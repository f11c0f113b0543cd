//! Dirty Tracker
//!
//! Pending (not yet saved) orderings, held as a sparse overlay over the
//! last-known-good tree. Entries are replaced wholesale, never merged.

use std::collections::BTreeMap;

use crate::domain::{CategoryId, ItemId, OrderEntry};

#[derive(Debug, Clone, Default, PartialEq, Eq)]
pub struct DirtyTracker {
    /// Full category permutation; empty means the category level is clean
    category_draft: Vec<OrderEntry<CategoryId>>,
    /// Full item permutation per touched category
    item_drafts: BTreeMap<CategoryId, Vec<OrderEntry<ItemId>>>,
}

impl DirtyTracker {
    pub fn new() -> Self {
        Self::default()
    }

    pub fn mark_category_order(&mut self, entries: Vec<OrderEntry<CategoryId>>) {
        self.category_draft = entries;
    }

    pub fn mark_item_order(&mut self, category_id: CategoryId, entries: Vec<OrderEntry<ItemId>>) {
        self.item_drafts.insert(category_id, entries);
    }

    pub fn is_dirty(&self) -> bool {
        !self.category_draft.is_empty() || !self.item_drafts.is_empty()
    }

    /// Only called after the server confirmed a save.
    pub fn clear(&mut self) {
        self.category_draft.clear();
        self.item_drafts.clear();
    }

    pub fn category_draft(&self) -> &[OrderEntry<CategoryId>] {
        &self.category_draft
    }

    pub fn item_draft(&self, category_id: &CategoryId) -> Option<&[OrderEntry<ItemId>]> {
        self.item_drafts.get(category_id).map(Vec::as_slice)
    }

    pub fn item_drafts(&self) -> &BTreeMap<CategoryId, Vec<OrderEntry<ItemId>>> {
        &self.item_drafts
    }

    /// Number of categories whose item order is pending
    pub fn dirty_category_count(&self) -> usize {
        self.item_drafts.len()
    }

    pub(crate) fn discard_category_draft(&mut self) {
        self.category_draft.clear();
    }

    pub(crate) fn discard_item_draft(&mut self, category_id: &CategoryId) {
        self.item_drafts.remove(category_id);
    }
}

○ ○ ○ ○ ○

### Task to complete
Take the lines above from the one containing "pub fn category_draft(&self)" to the one containing "pub fn item_draft(&self, category_id: &CategoryId)" and retype them exactly, both ends included, with nothing added.

### Written solution
    pub fn category_draft(&self) -> &[OrderEntry<CategoryId>] {
        &self.category_draft
    }

    pub fn item_draft(&self, category_id: &CategoryId) -> Option<&[OrderEntry<ItemId>]> {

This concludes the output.